Stored data
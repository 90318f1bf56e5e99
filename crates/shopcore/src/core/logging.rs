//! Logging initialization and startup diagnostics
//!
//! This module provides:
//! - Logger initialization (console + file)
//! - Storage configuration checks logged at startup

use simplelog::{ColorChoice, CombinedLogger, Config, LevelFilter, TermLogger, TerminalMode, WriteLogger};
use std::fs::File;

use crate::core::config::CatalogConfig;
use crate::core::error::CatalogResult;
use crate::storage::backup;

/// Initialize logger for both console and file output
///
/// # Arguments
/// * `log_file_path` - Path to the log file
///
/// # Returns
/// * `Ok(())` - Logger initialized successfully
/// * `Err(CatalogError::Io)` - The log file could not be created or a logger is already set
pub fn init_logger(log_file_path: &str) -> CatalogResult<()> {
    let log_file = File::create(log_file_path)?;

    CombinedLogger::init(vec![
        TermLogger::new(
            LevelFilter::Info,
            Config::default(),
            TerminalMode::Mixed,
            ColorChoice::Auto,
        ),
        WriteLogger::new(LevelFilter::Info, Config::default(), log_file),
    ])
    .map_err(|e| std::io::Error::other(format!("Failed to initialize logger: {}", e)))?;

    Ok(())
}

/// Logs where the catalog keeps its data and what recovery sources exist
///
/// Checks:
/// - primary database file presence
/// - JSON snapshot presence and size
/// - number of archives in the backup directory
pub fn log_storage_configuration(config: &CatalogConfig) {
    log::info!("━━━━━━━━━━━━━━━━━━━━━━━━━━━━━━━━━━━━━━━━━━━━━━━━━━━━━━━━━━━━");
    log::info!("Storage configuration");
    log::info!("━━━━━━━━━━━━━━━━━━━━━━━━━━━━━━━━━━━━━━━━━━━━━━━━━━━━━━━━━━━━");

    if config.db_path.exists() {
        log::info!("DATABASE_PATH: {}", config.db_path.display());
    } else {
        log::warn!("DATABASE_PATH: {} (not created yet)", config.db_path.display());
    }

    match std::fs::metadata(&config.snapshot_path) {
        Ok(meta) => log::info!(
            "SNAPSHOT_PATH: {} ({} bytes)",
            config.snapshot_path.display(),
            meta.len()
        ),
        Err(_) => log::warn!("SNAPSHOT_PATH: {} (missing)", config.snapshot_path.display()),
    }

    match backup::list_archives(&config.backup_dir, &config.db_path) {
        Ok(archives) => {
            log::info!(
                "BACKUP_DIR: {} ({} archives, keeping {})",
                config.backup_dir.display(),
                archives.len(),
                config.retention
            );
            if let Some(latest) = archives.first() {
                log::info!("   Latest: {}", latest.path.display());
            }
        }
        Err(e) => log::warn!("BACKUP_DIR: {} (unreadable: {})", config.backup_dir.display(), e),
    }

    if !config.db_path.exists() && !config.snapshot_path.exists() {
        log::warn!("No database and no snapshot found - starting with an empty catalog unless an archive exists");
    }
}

## EXERCISE
All that is required is the number of lines in the data above that contain the word "latest".

## ANSWER SECTION
2